Rollenwechsel – Theater, Körper, Interaktion. Ein erfahrungsorientierter Workshop für Mediator:innen
Im Workshop „Rollenwechsel“ nutzen wir Methoden aus Theater und Schauspiel, um das eigene soziale Verhalten konkret erlebbar zu machen. Wir erfahren, welche neuen Handlungsspielräume entstehen, wenn gewohnte Muster bewusst verlassen werden. Du erkundest Deine Führungsrolle und Allparteilichkeit auf körperlicher Ebene. Spielerisch stärkst Du Deine Außenwirkung und trainierst eine Interaktion, in der Authentizität, Intuition und professionelle Nähe wachsen können. Wachstum passiert nicht aus Überforderung. Wachstum entsteht aus Vertrauen. Mit Konzepten aus dem Improvisationstheater und der Psychologie können wir üben, was uns im Alltag (noch) nicht gelingt.
Inhalte des Workshops:
- Körperwahrnehmung und Achtsamkeit: Wir verbinden uns mit Atmung und Muskeltonus, um Gesprächsräume auch dann halten zu können, wenn es im Außen mal turbulent zugeht.

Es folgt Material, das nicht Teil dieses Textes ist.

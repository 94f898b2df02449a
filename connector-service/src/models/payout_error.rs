// connector-service/src/models/payout_error.rs

use chrono::{DateTime, Utc};
use serde::{Deserialize, Serialize};
use sqlx::{FromRow, PgPool};

/// A payout that MarketPay rejected, kept with the request needed to replay it
#[derive(Debug, Clone, PartialEq, Serialize, Deserialize, FromRow)]
pub struct AdyenPayoutError {
    pub id: i64,
    pub account_holder_code: String,
    pub raw_request: String,
    pub raw_response: Option<String>,
    pub retry: i32,
    pub processing: bool,
    pub created_at: DateTime<Utc>,
    pub updated_at: DateTime<Utc>,
}

impl AdyenPayoutError {
    pub async fn create(
        pool: &PgPool,
        account_holder_code: &str,
        raw_request: &str,
        raw_response: Option<&str>,
    ) -> Result<AdyenPayoutError, sqlx::Error> {
        let record = sqlx::query_as::<_, AdyenPayoutError>(
            r#"
            INSERT INTO adyen_payout_error (
                account_holder_code, raw_request, raw_response, retry, processing, created_at, updated_at
            )
            VALUES ($1, $2, $3, 0, FALSE, NOW(), NOW())
            RETURNING *
            "#
        )
        .bind(account_holder_code)
        .bind(raw_request)
        .bind(raw_response)
        .fetch_one(pool)
        .await?;

        Ok(record)
    }

    pub async fn find_retryable(pool: &PgPool, max_failed: i32) -> Result<Vec<AdyenPayoutError>, sqlx::Error> {
        let records = sqlx::query_as::<_, AdyenPayoutError>(
            r#"
            SELECT * FROM adyen_payout_error
            WHERE retry < $1 AND processing = FALSE
            ORDER BY created_at ASC
            "#
        )
        .bind(max_failed)
        .fetch_all(pool)
        .await?;

        Ok(records)
    }

    pub async fn find_retryable_for_account_holder(
        pool: &PgPool,
        account_holder_code: &str,
        max_failed: i32,
    ) -> Result<Vec<AdyenPayoutError>, sqlx::Error> {
        let records = sqlx::query_as::<_, AdyenPayoutError>(
            r#"
            SELECT * FROM adyen_payout_error
            WHERE account_holder_code = $1 AND retry < $2 AND processing = FALSE
            ORDER BY created_at ASC
            "#
        )
        .bind(account_holder_code)
        .bind(max_failed)
        .fetch_all(pool)
        .await?;

        Ok(records)
    }

    /// Claim rows no other retry holds; returns the ids this caller now owns
    pub async fn mark_processing(pool: &PgPool, ids: &[i64]) -> Result<Vec<i64>, sqlx::Error> {
        sqlx::query_scalar::<_, i64>(
            r#"
            UPDATE adyen_payout_error
            SET processing = TRUE, updated_at = NOW()
            WHERE id = ANY($1) AND processing = FALSE
            RETURNING id
            "#
        )
        .bind(ids)
        .fetch_all(pool)
        .await
    }

    pub async fn release(pool: &PgPool, ids: &[i64]) -> Result<(), sqlx::Error> {
        sqlx::query("UPDATE adyen_payout_error SET processing = FALSE, updated_at = NOW() WHERE id = ANY($1)")
            .bind(ids)
            .execute(pool)
            .await?;

        Ok(())
    }

    /// Bump the retry counter and release the row; a missing response keeps the previous one
    pub async fn record_failure(
        pool: &PgPool,
        id: i64,
        raw_response: Option<&str>,
    ) -> Result<(), sqlx::Error> {
        sqlx::query(
            r#"
            UPDATE adyen_payout_error
            SET retry = retry + 1,
                processing = FALSE,
                raw_response = COALESCE($2, raw_response),
                updated_at = NOW()
            WHERE id = $1
            "#
        )
        .bind(id)
        .bind(raw_response)
        .execute(pool)
        .await?;

        Ok(())
    }

    pub async fn delete(pool: &PgPool, id: i64) -> Result<(), sqlx::Error> {
        sqlx::query("DELETE FROM adyen_payout_error WHERE id = $1")
            .bind(id)
            .execute(pool)
            .await?;

        Ok(())
    }
}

- Reflexion und Mirroring: Kollegiale Rückmeldungen zur Außenwirkung – wertschätzend, konkret und praxisnah.
- Arbeiten mit Bewegungsimpulsen : Was will mein Körper mir sagen? Das Übersetzen flüchtiger Impulse in äußerliche Bewegung schult uns darin, analytisches Denken mit einem intuitiven und kreativen Erkenntniszugang zu ergänzen.
- Perspektivwechsel: Durch spielerisches Explorieren von Rollen und Haltungen dehnen wir unseren Raum für Konflikttoleranz und unangepasstem Verhalten aus.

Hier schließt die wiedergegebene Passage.